> **TASK REQUIREMENTS**: Work through the data line by line, gathering every line that has the word "impl".

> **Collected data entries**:
━━━━━━━━━━
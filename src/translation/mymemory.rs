// MyMemory translation provider
//
// Free public API, no key required:
//   GET https://api.mymemory.translated.net/get?q=<text>&langpair=<src>|<tgt>

use std::time::Duration;

use async_trait::async_trait;
use serde::Deserialize;
use tracing::debug;

use super::language::resolve_pair;
use super::{Translation, Translator};
use crate::error::TranslateError;

pub const DEFAULT_ENDPOINT: &str = "https://api.mymemory.translated.net/get";
pub const REQUEST_TIMEOUT: Duration = Duration::from_secs(15);

#[derive(Debug, Deserialize)]
struct MyMemoryResponse {
    #[serde(rename = "responseData")]
    response_data: Option<ResponseData>,
    /// Usually a number, occasionally a string such as `"403"`.
    #[serde(rename = "responseStatus", default)]
    response_status: serde_json::Value,
}

#[derive(Debug, Deserialize)]
struct ResponseData {
    #[serde(rename = "translatedText", default)]
    translated_text: Option<String>,
}

/// Extract the translated text from a response body.
///
/// Success requires `responseStatus == 200` and a non-empty `translatedText`.
pub fn parse_response(body: &str) -> Result<String, TranslateError> {
    let response: MyMemoryResponse =
        serde_json::from_str(body).map_err(|e| TranslateError::Malformed(e.to_string()))?;

    let status = match &response.response_status {
        serde_json::Value::Number(n) => n.as_i64().unwrap_or(0),
        serde_json::Value::String(s) => s.trim().parse().unwrap_or(0),
        _ => 0,
    };
    let text = response
        .response_data
        .and_then(|d| d.translated_text)
        .unwrap_or_default();

    if status == 200 && !text.is_empty() {
        Ok(text)
    } else {
        Err(TranslateError::BadStatus(status))
    }
}

#[derive(Debug, Clone)]
pub struct MyMemoryTranslator {
    client: reqwest::Client,
    endpoint: String,
}

impl MyMemoryTranslator {
    pub fn new() -> Result<Self, TranslateError> {
        Self::with_endpoint(DEFAULT_ENDPOINT)
    }

    pub fn with_endpoint(endpoint: impl Into<String>) -> Result<Self, TranslateError> {
        let client = reqwest::Client::builder()
            .timeout(REQUEST_TIMEOUT)
            .build()?;
        Ok(Self {
            client,
            endpoint: endpoint.into(),
        })
    }
}

#[async_trait]
impl Translator for MyMemoryTranslator {
    async fn translate(
        &self,
        text: &str,
        source: &str,
        target: &str,
    ) -> Result<Translation, TranslateError> {
        if text.trim().is_empty() {
            return Err(TranslateError::EmptyInput);
        }

        let (from, to) = resolve_pair(text, source, target);
        let langpair = format!("{from}|{to}");
        debug!("MyMemory request langpair={}", langpair);

        let response = self
            .client
            .get(&self.endpoint)
            .query(&[("q", text), ("langpair", langpair.as_str())])
            .send()
            .await
            .map_err(|e| {
                if e.is_timeout() {
                    TranslateError::Timeout
                } else {
                    TranslateError::Network(e)
                }
            })?;
        let body = response.text().await?;
        let translated = parse_response(&body)?;

        Ok(Translation {
            text: translated,
            source: from,
            target: to,
            provider: self.name().to_string(),
        })
    }

    fn name(&self) -> &str {
        "MyMemory"
    }
}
━━━━━━━━━━
> **EXERCISE OUTPUT**:
impl MyMemoryTranslator {
    pub fn with_endpoint(endpoint: impl Into<String>) -> Result<Self, TranslateError> {
impl Translator for MyMemoryTranslator {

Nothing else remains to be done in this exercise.